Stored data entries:
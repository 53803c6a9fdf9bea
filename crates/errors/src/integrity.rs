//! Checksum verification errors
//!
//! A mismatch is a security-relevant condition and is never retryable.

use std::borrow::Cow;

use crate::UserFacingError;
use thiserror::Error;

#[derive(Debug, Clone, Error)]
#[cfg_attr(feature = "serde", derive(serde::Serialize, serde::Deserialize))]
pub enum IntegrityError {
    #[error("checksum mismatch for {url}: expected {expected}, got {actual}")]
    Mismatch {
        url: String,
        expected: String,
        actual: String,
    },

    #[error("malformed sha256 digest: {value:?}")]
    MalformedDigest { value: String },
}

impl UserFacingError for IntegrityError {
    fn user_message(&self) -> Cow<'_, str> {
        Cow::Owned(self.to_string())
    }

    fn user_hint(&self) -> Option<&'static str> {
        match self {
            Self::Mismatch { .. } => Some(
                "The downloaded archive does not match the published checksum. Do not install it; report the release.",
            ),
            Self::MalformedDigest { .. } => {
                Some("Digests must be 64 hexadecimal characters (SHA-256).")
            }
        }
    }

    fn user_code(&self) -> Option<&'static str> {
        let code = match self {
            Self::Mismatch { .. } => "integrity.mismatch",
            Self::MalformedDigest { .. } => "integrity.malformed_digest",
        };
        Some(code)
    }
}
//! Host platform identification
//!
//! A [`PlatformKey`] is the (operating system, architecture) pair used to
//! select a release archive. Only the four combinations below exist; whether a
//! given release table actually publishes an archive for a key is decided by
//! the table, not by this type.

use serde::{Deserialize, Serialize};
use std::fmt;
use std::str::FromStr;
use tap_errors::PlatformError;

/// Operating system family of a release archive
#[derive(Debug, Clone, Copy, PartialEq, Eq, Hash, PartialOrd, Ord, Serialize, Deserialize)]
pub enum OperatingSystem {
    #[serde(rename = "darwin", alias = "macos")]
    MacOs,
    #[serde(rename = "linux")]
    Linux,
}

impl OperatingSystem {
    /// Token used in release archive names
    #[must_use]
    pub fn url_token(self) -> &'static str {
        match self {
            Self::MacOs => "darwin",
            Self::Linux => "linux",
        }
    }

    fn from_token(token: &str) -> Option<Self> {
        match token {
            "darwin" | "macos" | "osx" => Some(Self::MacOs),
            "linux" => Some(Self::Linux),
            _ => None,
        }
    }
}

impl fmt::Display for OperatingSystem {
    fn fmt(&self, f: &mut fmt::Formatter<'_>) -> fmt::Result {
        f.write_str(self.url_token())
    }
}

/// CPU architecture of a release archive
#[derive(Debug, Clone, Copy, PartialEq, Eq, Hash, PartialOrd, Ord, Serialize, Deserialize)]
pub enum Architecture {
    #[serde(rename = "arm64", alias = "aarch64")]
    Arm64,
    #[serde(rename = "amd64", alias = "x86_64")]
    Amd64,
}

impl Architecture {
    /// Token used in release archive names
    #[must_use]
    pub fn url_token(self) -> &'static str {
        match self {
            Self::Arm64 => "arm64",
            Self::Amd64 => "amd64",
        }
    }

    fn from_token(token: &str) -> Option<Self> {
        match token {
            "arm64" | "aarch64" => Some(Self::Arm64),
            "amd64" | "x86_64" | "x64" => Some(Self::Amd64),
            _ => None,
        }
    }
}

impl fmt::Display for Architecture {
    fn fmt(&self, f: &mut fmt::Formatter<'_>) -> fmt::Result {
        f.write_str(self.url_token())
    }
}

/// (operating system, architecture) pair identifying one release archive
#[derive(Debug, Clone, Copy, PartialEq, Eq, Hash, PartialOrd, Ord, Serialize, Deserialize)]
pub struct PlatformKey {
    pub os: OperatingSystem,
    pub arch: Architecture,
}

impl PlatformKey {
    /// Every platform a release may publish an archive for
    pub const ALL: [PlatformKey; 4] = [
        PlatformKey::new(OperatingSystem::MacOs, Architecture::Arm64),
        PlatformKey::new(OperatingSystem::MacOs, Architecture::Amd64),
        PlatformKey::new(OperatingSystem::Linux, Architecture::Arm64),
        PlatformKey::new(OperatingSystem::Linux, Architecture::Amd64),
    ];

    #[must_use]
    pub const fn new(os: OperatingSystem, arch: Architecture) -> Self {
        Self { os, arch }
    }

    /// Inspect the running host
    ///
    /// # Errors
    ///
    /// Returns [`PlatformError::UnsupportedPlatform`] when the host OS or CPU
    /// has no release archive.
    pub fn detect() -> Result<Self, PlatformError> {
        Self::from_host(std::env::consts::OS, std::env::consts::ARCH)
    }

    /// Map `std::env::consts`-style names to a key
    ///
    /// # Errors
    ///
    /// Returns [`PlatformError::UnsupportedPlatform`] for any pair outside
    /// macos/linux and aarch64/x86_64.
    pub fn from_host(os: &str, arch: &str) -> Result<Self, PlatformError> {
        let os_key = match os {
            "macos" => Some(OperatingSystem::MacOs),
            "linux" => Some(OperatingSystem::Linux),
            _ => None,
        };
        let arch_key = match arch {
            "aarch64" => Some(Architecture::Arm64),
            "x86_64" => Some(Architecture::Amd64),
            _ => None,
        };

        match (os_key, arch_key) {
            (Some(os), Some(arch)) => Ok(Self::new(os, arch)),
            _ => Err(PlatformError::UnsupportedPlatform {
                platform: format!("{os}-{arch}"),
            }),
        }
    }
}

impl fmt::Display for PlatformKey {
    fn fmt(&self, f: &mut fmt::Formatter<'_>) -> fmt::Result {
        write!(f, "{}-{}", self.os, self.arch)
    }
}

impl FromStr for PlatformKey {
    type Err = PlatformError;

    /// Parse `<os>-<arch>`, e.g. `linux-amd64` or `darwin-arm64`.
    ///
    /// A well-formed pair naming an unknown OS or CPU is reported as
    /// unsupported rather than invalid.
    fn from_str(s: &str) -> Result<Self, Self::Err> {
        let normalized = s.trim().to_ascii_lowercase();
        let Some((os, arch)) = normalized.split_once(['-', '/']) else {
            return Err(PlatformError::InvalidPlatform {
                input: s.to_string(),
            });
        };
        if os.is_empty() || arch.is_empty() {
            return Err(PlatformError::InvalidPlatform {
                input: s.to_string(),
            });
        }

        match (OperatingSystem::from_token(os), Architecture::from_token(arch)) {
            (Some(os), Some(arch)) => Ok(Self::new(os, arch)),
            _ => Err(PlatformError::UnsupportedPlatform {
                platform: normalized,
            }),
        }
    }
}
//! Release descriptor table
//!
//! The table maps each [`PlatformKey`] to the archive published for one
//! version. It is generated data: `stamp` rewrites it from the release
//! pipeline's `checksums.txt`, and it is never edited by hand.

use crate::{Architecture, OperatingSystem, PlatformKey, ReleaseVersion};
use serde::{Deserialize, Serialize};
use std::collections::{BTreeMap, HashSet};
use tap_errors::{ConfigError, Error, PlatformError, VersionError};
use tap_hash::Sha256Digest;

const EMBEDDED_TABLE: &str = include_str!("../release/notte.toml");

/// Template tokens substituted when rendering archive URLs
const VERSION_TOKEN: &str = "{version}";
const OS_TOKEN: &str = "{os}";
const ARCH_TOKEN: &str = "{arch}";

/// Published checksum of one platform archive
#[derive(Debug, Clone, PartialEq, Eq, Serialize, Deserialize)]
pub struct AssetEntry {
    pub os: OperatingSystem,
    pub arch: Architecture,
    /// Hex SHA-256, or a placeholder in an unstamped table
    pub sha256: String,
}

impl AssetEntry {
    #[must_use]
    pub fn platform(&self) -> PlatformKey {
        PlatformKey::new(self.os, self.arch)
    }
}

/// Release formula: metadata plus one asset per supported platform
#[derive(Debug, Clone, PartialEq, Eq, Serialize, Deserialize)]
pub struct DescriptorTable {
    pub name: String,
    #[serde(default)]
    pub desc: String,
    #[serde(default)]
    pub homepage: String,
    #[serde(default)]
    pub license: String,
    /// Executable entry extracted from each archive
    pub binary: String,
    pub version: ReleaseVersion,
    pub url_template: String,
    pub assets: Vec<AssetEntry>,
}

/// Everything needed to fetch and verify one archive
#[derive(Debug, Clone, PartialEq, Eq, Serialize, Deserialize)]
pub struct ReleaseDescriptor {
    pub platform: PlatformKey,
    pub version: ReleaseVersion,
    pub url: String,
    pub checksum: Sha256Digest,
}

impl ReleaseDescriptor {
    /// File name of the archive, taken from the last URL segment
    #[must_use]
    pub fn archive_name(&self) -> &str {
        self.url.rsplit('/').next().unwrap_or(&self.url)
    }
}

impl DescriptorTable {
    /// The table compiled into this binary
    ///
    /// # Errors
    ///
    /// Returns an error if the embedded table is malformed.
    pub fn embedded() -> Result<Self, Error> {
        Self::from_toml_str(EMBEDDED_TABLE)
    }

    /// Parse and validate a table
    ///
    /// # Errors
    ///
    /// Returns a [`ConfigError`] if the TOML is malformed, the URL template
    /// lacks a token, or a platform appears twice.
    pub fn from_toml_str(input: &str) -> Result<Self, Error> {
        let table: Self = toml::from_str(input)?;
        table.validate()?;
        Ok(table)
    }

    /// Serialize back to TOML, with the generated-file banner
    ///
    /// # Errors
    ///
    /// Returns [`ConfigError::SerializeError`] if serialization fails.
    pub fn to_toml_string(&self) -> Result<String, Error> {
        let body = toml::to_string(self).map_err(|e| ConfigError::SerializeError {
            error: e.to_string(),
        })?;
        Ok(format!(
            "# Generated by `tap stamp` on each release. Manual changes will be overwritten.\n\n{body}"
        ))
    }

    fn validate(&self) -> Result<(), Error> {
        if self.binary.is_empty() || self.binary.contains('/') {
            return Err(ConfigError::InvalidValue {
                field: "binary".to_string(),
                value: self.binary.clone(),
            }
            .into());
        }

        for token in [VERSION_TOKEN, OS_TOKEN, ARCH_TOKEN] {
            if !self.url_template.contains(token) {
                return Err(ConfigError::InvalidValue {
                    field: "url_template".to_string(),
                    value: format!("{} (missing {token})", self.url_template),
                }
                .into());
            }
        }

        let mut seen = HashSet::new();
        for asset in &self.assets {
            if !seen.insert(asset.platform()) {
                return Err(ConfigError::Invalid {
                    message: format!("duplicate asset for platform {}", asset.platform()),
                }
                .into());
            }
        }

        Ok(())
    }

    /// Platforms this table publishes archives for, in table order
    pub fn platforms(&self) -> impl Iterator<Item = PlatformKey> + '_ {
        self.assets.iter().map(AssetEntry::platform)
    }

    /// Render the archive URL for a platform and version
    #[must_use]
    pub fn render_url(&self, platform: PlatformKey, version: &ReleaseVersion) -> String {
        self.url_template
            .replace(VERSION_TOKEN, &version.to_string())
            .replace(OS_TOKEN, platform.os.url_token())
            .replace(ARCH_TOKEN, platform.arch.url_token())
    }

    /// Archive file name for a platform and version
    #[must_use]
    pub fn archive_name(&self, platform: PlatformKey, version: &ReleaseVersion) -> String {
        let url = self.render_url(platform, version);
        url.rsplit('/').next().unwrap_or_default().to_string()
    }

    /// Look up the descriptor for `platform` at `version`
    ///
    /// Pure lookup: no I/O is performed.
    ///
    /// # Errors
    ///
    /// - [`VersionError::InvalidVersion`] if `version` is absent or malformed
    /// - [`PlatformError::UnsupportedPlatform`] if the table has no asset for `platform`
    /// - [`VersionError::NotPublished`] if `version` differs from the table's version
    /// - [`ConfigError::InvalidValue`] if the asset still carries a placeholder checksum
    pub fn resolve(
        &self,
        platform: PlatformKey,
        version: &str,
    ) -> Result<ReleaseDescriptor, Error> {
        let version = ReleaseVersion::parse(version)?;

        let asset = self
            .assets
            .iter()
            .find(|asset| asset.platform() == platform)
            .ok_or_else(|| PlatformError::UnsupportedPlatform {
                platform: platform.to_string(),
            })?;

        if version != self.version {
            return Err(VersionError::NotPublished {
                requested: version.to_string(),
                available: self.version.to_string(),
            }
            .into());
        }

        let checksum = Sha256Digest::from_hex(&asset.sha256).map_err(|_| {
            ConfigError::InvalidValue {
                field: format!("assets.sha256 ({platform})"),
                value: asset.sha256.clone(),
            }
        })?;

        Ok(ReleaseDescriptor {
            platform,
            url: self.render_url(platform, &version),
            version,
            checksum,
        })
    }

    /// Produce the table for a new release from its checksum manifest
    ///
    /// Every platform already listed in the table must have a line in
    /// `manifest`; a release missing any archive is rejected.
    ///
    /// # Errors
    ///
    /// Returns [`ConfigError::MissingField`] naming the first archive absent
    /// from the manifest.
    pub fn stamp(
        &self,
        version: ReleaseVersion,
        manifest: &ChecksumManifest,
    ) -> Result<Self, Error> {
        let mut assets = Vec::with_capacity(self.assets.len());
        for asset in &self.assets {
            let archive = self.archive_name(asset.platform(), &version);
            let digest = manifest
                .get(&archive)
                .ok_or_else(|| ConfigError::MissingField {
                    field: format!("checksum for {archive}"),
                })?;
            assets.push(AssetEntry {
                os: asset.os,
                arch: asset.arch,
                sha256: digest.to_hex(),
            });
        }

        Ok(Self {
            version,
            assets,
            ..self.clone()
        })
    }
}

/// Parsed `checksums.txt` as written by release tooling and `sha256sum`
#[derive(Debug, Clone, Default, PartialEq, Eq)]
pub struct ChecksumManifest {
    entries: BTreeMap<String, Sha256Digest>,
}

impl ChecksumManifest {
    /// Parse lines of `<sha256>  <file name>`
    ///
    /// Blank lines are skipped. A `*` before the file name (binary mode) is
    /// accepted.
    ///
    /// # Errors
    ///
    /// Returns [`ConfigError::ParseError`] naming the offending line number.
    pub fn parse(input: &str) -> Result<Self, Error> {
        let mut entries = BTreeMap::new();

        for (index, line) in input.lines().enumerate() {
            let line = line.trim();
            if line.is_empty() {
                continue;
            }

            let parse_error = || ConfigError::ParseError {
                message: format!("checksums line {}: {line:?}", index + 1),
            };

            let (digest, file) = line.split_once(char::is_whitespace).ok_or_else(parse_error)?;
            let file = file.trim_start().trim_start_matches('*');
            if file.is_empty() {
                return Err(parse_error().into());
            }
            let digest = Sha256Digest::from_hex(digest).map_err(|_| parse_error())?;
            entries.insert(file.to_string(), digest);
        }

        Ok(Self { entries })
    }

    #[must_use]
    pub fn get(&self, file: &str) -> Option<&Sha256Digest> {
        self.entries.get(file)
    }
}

▸ EXERCISE
Your reply should hold every line from the data that contains "InvalidValue", copied in full.

▸ TASK SOLUTION
            return Err(ConfigError::InvalidValue {
                return Err(ConfigError::InvalidValue {
    /// - [`ConfigError::InvalidValue`] if the asset still carries a placeholder checksum
            ConfigError::InvalidValue {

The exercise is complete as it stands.